Plainfield Charter Township Wins “Best Tasting Water Awards”

Over the past four years, the Plainfield Charter Township Water Treatment Plant has been using granular activated carbon (GAC) filtration to meet all water quality regulations while also removing PFAS from its municipal water supply. Having successfully retrofitted all of its traditional sand filters to GAC filtration, Plainfield’s drinking water was selected as Michigan’s 2022 best-tasting municipal water in two separate contests held by the Michigan Rural Water Association (MRWA) and the American Water Works Association’s Michigan Section (AWWA-MI). The winner of each of these Best Tasting Water Awards is selected by a panel of judges who assess the entries based on appearance, smell, and taste.

Plainfield Charter Township will move on to represent Michigan and compete against other Best Tasting Water Award state winners at the AWWA national competition in San Antonio on June 14, 2022 and at the MRWA national competition in Washington D.C. in February of 2023.


Award Winning Water for the Community

In 2018, Plainfield Township partnered with Prein&Newhof to study the effectiveness of GAC filtration for its municipal water supply’s PFAS contamination issues. This 20-month study included intensive analytical testing to prove that GAC was able to meet all current regulations and goals while also being highly effective at removing PFAS compounds. GAC successfully removes total organic carbon (TOC) which decreases trihalomethane (THM) production and can also improve taste and odor.
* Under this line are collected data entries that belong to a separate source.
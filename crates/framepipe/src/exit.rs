use std::fmt;
use std::io;

use framepipe_channel::ChannelError;
use framepipe_frame::FrameError;
use framepipe_harness::{ConfigError, HarnessError};

pub const SUCCESS: i32 = 0;
pub const FAILURE: i32 = 1;
pub const CHANNEL_ERROR: i32 = 3;
pub const PERMISSION_DENIED: i32 = 50;
pub const DATA_INVALID: i32 = 60;
pub const USAGE: i32 = 64;
pub const NOT_FOUND: i32 = 66;
pub const INTERRUPTED: i32 = 130;
pub const INTERNAL: i32 = 125;

pub type CliResult<T> = Result<T, CliError>;

#[derive(Debug)]
pub struct CliError {
    pub code: i32,
    pub message: String,
}

impl CliError {
    pub fn new(code: i32, message: impl Into<String>) -> Self {
        Self {
            code,
            message: message.into(),
        }
    }
}

impl fmt::Display for CliError {
    fn fmt(&self, f: &mut fmt::Formatter<'_>) -> fmt::Result {
        write!(f, "{}", self.message)
    }
}

impl std::error::Error for CliError {}

pub fn io_error(context: &str, err: &io::Error) -> CliError {
    let code = match err.kind() {
        io::ErrorKind::PermissionDenied => PERMISSION_DENIED,
        io::ErrorKind::NotFound => NOT_FOUND,
        io::ErrorKind::UnexpectedEof | io::ErrorKind::InvalidData => DATA_INVALID,
        _ => INTERNAL,
    };
    CliError::new(code, format!("{context}: {err}"))
}

pub fn frame_error(context: &str, err: &FrameError) -> CliError {
    CliError::new(DATA_INVALID, format!("{context}: {err}"))
}

pub fn channel_error(context: &str, err: &ChannelError) -> CliError {
    match err {
        ChannelError::Io(source) => io_error(context, source),
        ChannelError::InvalidLength(_) | ChannelError::FrameTooLarge { .. } => {
            CliError::new(DATA_INVALID, format!("{context}: {err}"))
        }
        ChannelError::Cancelled => CliError::new(INTERRUPTED, format!("{context}: {err}")),
        other => CliError::new(CHANNEL_ERROR, format!("{context}: {other}")),
    }
}

pub fn config_error(context: &str, err: &ConfigError) -> CliError {
    match err {
        ConfigError::Read { source, .. } => io_error(context, source),
        other => CliError::new(USAGE, format!("{context}: {other}")),
    }
}

pub fn harness_error(context: &str, err: &HarnessError) -> CliError {
    match err {
        HarnessError::Frame(err) => frame_error(context, err),
        HarnessError::Channel(err) => channel_error(context, err),
        HarnessError::Config(err) => config_error(context, err),
        HarnessError::Storage { source, .. } => {
            let mut mapped = io_error(context, source);
            mapped.message = format!("{context}: {err}");
            mapped
        }
        other => CliError::new(INTERNAL, format!("{context}: {other}")),
    }
}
This knowledge led to retrofitting all the Water Treatment Plant’s traditional sand filters to GAC filtration over the next few years. Today, Plainfield’s Water Department can produce up to 16 million gallons of award-winning water per day using GAC filtration. With the aid of GAC filtration, PFAS is now nearly non-detectable in Plainfield’s water supply and is well below the Environmental Protection Agency’s (EPA) allowable level for safe drinking water. This GAC filtration system uses activated carbon to adsorb contaminants—PFAS, bacteria, pathogens—and other unwanted elements from drinking water.

Prein&Newhof is working with Plainfield Charter Township to extend its municipal drinking water system to about 1,000 homes in Plainfield and Algoma Townships with varying levels of PFAS-contaminated private well water. The 2022 construction season is the third of the four years planned to install about 25 miles of new watermain to reach these properties.

Congratulations to our friends and colleagues at Plainfield Charter Township for turning a significant challenge into an award-winning outcome!